Department of Data Analytics and Digitalisation, Maastricht University, Tongersestraat 53, 6211 LM, Maastricht, The Netherlands.
Department of Network and Data Science, Central European University, 1100, Vienna, Austria.
Nat Commun. 2022 Nov 10;13(1):6794. doi: 10.1038/s41467-022-34267-9.
The number of network science applications across many different fields has been rapidly increasing. Surprisingly, the development of theory and domain-specific applications often occur in isolation, risking an effective disconnect between theoretical and methodological advances and the way network science is employed in practice. Here we address this risk constructively, discussing good practices to guarantee more successful applications and reproducible results.

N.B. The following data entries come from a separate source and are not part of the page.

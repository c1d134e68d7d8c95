use axum::{debug_handler, extract::State, http::StatusCode, routing::post, Json, Router};
use hashcrack_lib::hasher;
use serde::{Deserialize, Serialize};
use serde_json::Value;
use utoipa::{OpenApi, ToSchema};

use crate::{
    error::{HostError, HostResult},
    metrics, submission, ManagerState,
};

#[derive(Debug, Deserialize, ToSchema)]
/// The body of a crack submission.
pub struct CrackRequestBody {
    /// Target digest, 32 hex characters, case-insensitive.
    pub hash: String,
    /// Upper bound on candidate length, 1 to 8.
    #[serde(rename = "maxLength")]
    pub max_length: u8,
}

#[derive(Debug, Serialize, ToSchema)]
/// The response body of an accepted crack submission.
pub struct CrackResponse {
    #[serde(rename = "requestId")]
    pub request_id: String,
}

/// Pulls and validates the submission fields out of an untyped body so the
/// client gets a 400 with the precise complaint instead of a generic
/// deserialization rejection.
fn parse_body(body: &Value, min_length: u8, max_length: u8) -> Result<(String, u8), HostError> {
    let hash = body.get("hash").filter(|v| !v.is_null());
    let length = body.get("maxLength").filter(|v| !v.is_null());
    let (Some(hash), Some(length)) = (hash, length) else {
        return Err(HostError::Validation("Missing hash or maxLength".to_owned()));
    };

    let hash = hash
        .as_str()
        .and_then(hasher::normalize)
        .ok_or_else(|| HostError::Validation("Invalid MD5 hash".to_owned()))?;

    let length = length
        .as_u64()
        .filter(|l| (u64::from(min_length)..=u64::from(max_length)).contains(l))
        .ok_or_else(|| {
            HostError::Validation(format!(
                "maxLength must be integer between {min_length} and {max_length}"
            ))
        })?;

    Ok((hash, length as u8))
}

#[utoipa::path(
    post,
    path = "/crack",
    tag = "Cracking",
    request_body = CrackRequestBody,
    responses (
        (status = 202, description = "Search accepted and dispatched", body = CrackResponse),
        (status = 400, description = "Malformed hash or maxLength"),
    )
)]
#[debug_handler(state = ManagerState)]
/// Submit a crack request
///
/// Partitions the keyspace up to `maxLength`, persists the request and its
/// tasks and dispatches them to the workers. Processing continues
/// asynchronously; poll the status route with the returned id.
async fn crack_handler(
    State(state): State<ManagerState>,
    Json(body): Json<Value>,
) -> HostResult<(StatusCode, Json<CrackResponse>)> {
    metrics::inc_crack_requests();
    let (hash, max_length) = parse_body(
        &body,
        state.opts.min_allowed_length,
        state.opts.max_allowed_length,
    )?;

    let outcome = submission::submit(
        &state.store,
        &state.broker,
        hash,
        max_length,
        state.opts.task_size,
    )
    .await?;

    Ok((
        StatusCode::ACCEPTED,
        Json(CrackResponse {
            request_id: outcome.request_id,
        }),
    ))
}

#[derive(OpenApi)]
#[openapi(paths(crack_handler))]
struct Docs;

pub fn create_docs() -> utoipa::openapi::OpenApi {
    Docs::openapi()
}

pub fn create_router() -> Router<ManagerState> {
    Router::new().route("/crack", post(crack_handler))
}
use hashcrack_lib::message::{ResultMessage, TaskMessage};

pub use rabbitmq::{Broker, BrokerOpts};

pub mod rabbitmq;

/// Durable queue carrying [`TaskMessage`]s from the manager to workers.
pub const TASK_QUEUE: &str = "task.queue";

/// Durable queue carrying [`ResultMessage`]s from workers to the manager.
pub const RESULT_QUEUE: &str = "result.queue";

#[derive(Debug, thiserror::Error)]
pub enum BrokerError {
    #[error("broker transport error: {0}")]
    Transport(#[from] lapin::Error),

    #[error("broker rejected the publish")]
    Unconfirmed,

    #[error("message encoding error: {0}")]
    Encode(#[from] serde_json::Error),
}

pub type BrokerResult<T> = Result<T, BrokerError>;

/// Publishing seam between the coordination logic and the transport.
///
/// The submission path and the retry sweeper only depend on this trait, so
/// tests can drive them with a scripted publisher instead of a live broker.
#[async_trait::async_trait]
pub trait Publisher: Send + Sync {
    async fn publish_task(&self, message: &TaskMessage) -> BrokerResult<()>;

    async fn publish_result(&self, message: &ResultMessage) -> BrokerResult<()>;
}
//! Core data: body storage, substep snapshots, and the shape/mass database.

pub mod aabb;
pub mod hull;
pub mod object;
pub mod soa;
pub mod types;

pub use aabb::Aabb;
pub use hull::{ConvexHull, HullFace};
pub use object::{
    CollisionPrimitive, ObjectDesc, ObjectId, ObjectManager, ObjectRecord, PrimitiveKind,
    RigidBodyMetadata,
};
pub use soa::{BodiesSoA, BodyDesc, BodyProxyMut, BodyRef};
pub use types::{
    SubstepPrevState, SubstepStartState, SubstepState, SubstepVelocityState, Velocity,
};
use serde::{Deserialize, Serialize};
use std::collections::VecDeque;
use std::fmt;

/// Slot index paired with the generation it was issued under.
#[derive(Debug, Clone, Copy, PartialEq, Eq, Hash, Serialize, Deserialize, PartialOrd, Ord)]
pub struct GenerationalId {
    pub index: usize,
    pub generation: u32,
}

impl GenerationalId {
    pub fn new(index: usize, generation: u32) -> Self {
        Self { index, generation }
    }
}

/// Handle to a body inside one world. Handles are only meaningful for the
/// world that issued them.
#[derive(Debug, Clone, Copy, PartialEq, Eq, Hash, Serialize, Deserialize, PartialOrd, Ord)]
pub struct EntityId(pub GenerationalId);

impl EntityId {
    pub fn new(index: usize, generation: u32) -> Self {
        Self(GenerationalId::new(index, generation))
    }

    pub fn index(&self) -> usize {
        self.0.index
    }

    pub fn generation(&self) -> u32 {
        self.0.generation
    }

    pub fn is_null(&self) -> bool {
        self.0.index == usize::MAX
    }
}

impl Default for EntityId {
    fn default() -> Self {
        Self(GenerationalId::new(usize::MAX, 0))
    }
}

impl fmt::Display for EntityId {
    fn fmt(&self, f: &mut fmt::Formatter<'_>) -> fmt::Result {
        if self.is_null() {
            write!(f, "entity(null)")
        } else {
            write!(f, "entity({}v{})", self.index(), self.generation())
        }
    }
}

/// Issues generational slot indices and recycles freed ones.
#[derive(Debug, Default, Clone)]
pub struct SlotAllocator {
    generations: Vec<u32>,
    alive: Vec<bool>,
    free_list: VecDeque<usize>,
}

impl SlotAllocator {
    pub fn new() -> Self {
        Self::default()
    }

    /// Returns the new id and whether it reuses an existing slot.
    pub fn allocate(&mut self) -> (EntityId, bool) {
        if let Some(index) = self.free_list.pop_front() {
            self.alive[index] = true;
            return (EntityId::new(index, self.generations[index]), true);
        }

        let index = self.generations.len();
        self.generations.push(0);
        self.alive.push(true);
        (EntityId::new(index, 0), false)
    }

    pub fn free(&mut self, id: EntityId) -> bool {
        if !self.is_valid(id) {
            return false;
        }
        let index = id.index();
        self.generations[index] = self.generations[index].wrapping_add(1);
        self.alive[index] = false;
        self.free_list.push_back(index);
        true
    }

    pub fn is_valid(&self, id: EntityId) -> bool {
        self.alive.get(id.index()).copied().unwrap_or(false)
            && self.generations[id.index()] == id.generation()
    }

    /// Liveness flag per slot, indexed like the storage columns.
    pub fn alive_slots(&self) -> &[bool] {
        &self.alive
    }

    /// Number of slots ever issued, alive or not.
    pub fn slot_count(&self) -> usize {
        self.generations.len()
    }

    pub fn live_count(&self) -> usize {
        self.generations.len() - self.free_list.len()
    }

    pub fn clear(&mut self) {
        self.generations.clear();
        self.alive.clear();
        self.free_list.clear();
    }
}
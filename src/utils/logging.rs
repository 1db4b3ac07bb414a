use log::{log_enabled, warn, Level};
use std::time::{Duration, Instant};

/// Scoped timer that traces the start and end of a pipeline stage.
pub struct ScopedTimer<'a> {
    label: &'a str,
    start: Instant,
}

impl<'a> ScopedTimer<'a> {
    pub fn new(label: &'a str) -> Self {
        if log_enabled!(Level::Trace) {
            log::trace!("start {label}");
        }
        Self {
            label,
            start: Instant::now(),
        }
    }

    pub fn elapsed(&self) -> Duration {
        self.start.elapsed()
    }
}

impl<'a> Drop for ScopedTimer<'a> {
    fn drop(&mut self) {
        if log_enabled!(Level::Trace) {
            let elapsed = self.start.elapsed();
            log::trace!("end {} ({} µs)", self.label, elapsed.as_micros());
        }
    }
}

/// Warns when a batch step takes longer than the given budget.
pub fn warn_if_step_budget_exceeded(duration: Duration, budget_ms: f32) {
    if duration.as_secs_f32() * 1000.0 > budget_ms {
        warn!(
            "Step exceeded budget: {:.2} ms > {:.2} ms",
            duration.as_secs_f32() * 1000.0,
            budget_ms
        );
    }
}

We endorse designing statistically grounded methodologies to address challenges in network science. This approach allows one to explain observational data in terms of generative models, naturally deal with intrinsic uncertainties, and strengthen the link between theory and applications.
网络科学在许多不同领域的应用数量正在迅速增加。令人惊讶的是,理论和特定领域应用的发展往往是孤立的,这使得理论和方法上的进展与网络科学在实践中的应用之间存在着有效的脱节。在这里,我们建设性地应对这一风险,讨论了确保更成功的应用和可重复结果的良好实践。我们支持设计基于统计学的方法来解决网络科学中的挑战。这种方法允许人们根据生成模型来解释观测数据,自然地处理内在的不确定性,并加强理论和应用之间的联系。